*Work required*. Copy each line in the data below that contains the word "once".

*Supplied information*.
>>>>
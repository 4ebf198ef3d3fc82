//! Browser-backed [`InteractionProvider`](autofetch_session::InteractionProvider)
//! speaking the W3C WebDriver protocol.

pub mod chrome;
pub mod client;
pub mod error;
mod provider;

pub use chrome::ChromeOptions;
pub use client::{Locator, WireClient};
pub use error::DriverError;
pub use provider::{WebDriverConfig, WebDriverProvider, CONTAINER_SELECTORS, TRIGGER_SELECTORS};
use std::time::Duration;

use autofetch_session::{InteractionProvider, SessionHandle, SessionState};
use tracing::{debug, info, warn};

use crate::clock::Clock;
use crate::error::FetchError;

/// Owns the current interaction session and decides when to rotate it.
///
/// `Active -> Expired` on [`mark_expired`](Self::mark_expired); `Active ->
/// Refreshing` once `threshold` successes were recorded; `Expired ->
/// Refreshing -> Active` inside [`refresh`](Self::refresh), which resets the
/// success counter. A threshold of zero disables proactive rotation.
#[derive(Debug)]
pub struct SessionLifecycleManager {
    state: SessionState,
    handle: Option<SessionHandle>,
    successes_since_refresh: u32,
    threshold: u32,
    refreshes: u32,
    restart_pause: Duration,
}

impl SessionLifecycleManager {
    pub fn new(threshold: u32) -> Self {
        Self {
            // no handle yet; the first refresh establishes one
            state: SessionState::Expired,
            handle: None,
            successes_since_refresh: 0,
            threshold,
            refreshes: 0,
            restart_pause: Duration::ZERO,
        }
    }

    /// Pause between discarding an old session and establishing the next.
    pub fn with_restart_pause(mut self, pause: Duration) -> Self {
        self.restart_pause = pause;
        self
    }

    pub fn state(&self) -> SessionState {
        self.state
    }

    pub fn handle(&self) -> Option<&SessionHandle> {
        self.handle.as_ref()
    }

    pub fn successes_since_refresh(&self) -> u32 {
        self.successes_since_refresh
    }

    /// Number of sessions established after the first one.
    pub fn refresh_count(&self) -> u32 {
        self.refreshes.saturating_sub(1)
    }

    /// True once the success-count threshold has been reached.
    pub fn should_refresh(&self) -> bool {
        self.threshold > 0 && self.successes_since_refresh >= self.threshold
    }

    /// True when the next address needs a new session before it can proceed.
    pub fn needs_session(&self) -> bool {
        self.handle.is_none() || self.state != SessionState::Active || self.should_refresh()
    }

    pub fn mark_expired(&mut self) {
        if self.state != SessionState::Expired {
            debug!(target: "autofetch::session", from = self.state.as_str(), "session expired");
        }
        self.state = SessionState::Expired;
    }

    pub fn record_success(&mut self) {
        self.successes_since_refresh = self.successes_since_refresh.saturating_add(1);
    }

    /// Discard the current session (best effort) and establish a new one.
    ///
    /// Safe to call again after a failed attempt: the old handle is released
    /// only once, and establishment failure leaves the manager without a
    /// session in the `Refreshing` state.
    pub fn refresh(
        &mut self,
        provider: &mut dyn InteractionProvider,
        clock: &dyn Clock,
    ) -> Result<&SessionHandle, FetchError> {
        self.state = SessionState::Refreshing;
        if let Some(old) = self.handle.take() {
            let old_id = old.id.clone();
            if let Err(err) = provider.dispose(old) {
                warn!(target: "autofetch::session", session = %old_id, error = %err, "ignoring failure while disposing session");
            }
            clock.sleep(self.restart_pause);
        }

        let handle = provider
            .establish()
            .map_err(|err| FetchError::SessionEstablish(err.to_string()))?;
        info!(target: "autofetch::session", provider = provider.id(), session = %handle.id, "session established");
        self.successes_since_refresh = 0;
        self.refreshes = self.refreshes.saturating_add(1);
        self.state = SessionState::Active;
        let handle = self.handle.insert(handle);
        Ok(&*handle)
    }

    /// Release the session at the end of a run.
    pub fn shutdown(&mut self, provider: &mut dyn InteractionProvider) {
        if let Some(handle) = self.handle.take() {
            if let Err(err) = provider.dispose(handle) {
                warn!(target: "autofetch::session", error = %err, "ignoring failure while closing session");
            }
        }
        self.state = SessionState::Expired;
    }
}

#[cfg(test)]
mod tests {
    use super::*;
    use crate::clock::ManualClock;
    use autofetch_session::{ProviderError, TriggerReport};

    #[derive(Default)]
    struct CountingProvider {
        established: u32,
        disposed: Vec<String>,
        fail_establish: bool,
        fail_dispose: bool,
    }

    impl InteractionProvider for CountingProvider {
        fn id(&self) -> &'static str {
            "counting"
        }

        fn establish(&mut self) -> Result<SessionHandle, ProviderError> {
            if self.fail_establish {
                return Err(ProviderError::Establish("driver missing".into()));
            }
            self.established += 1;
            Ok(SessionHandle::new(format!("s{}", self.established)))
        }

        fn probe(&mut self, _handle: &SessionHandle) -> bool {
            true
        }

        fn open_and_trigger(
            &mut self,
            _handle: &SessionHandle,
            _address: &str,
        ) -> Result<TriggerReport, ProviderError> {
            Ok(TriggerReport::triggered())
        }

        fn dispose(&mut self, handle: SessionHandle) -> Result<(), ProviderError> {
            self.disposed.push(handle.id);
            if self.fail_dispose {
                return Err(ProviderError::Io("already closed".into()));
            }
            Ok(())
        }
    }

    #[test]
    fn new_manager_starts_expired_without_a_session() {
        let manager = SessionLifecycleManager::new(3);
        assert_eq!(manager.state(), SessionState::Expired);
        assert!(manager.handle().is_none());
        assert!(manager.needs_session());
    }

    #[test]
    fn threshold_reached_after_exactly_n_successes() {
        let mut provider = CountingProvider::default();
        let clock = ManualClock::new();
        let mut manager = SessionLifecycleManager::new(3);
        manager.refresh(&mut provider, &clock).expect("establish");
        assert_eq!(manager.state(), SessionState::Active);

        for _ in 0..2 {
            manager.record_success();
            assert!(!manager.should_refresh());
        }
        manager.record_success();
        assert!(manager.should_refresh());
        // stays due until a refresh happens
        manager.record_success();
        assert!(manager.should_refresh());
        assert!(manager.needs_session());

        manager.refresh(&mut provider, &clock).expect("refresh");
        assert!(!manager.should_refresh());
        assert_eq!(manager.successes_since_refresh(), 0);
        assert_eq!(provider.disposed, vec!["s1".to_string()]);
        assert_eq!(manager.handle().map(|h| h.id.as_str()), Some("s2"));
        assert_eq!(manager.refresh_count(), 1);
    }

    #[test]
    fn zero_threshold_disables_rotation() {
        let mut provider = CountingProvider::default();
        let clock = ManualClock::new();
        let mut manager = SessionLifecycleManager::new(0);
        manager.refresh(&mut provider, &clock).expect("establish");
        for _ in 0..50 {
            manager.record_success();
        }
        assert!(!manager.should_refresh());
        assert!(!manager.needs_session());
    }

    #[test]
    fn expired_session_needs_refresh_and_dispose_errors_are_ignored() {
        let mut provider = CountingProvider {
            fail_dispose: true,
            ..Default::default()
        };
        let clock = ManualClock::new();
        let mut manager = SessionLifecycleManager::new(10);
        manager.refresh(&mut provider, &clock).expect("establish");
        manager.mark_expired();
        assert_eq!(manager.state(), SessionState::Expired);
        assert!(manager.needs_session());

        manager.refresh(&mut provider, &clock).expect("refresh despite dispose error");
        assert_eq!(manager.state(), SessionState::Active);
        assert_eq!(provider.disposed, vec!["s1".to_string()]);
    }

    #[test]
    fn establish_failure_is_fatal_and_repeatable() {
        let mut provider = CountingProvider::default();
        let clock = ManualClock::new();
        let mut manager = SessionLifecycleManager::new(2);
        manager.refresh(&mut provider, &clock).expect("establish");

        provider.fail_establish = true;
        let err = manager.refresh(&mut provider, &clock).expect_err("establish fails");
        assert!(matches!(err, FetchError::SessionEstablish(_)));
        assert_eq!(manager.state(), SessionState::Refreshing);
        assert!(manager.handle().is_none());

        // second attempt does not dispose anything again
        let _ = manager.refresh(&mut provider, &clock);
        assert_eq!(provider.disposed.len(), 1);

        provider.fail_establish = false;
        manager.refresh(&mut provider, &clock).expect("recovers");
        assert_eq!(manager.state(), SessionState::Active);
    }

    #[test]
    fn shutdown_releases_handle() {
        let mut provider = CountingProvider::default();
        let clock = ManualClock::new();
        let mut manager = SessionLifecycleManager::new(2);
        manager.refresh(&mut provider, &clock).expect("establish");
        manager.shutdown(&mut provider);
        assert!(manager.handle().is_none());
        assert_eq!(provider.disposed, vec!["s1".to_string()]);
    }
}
<<<<
*Exercise answer*.
/// Refreshing` once `threshold` successes were recorded; `Expired ->
    /// True once the success-count threshold has been reached.
    /// only once, and establishment failure leaves the manager without a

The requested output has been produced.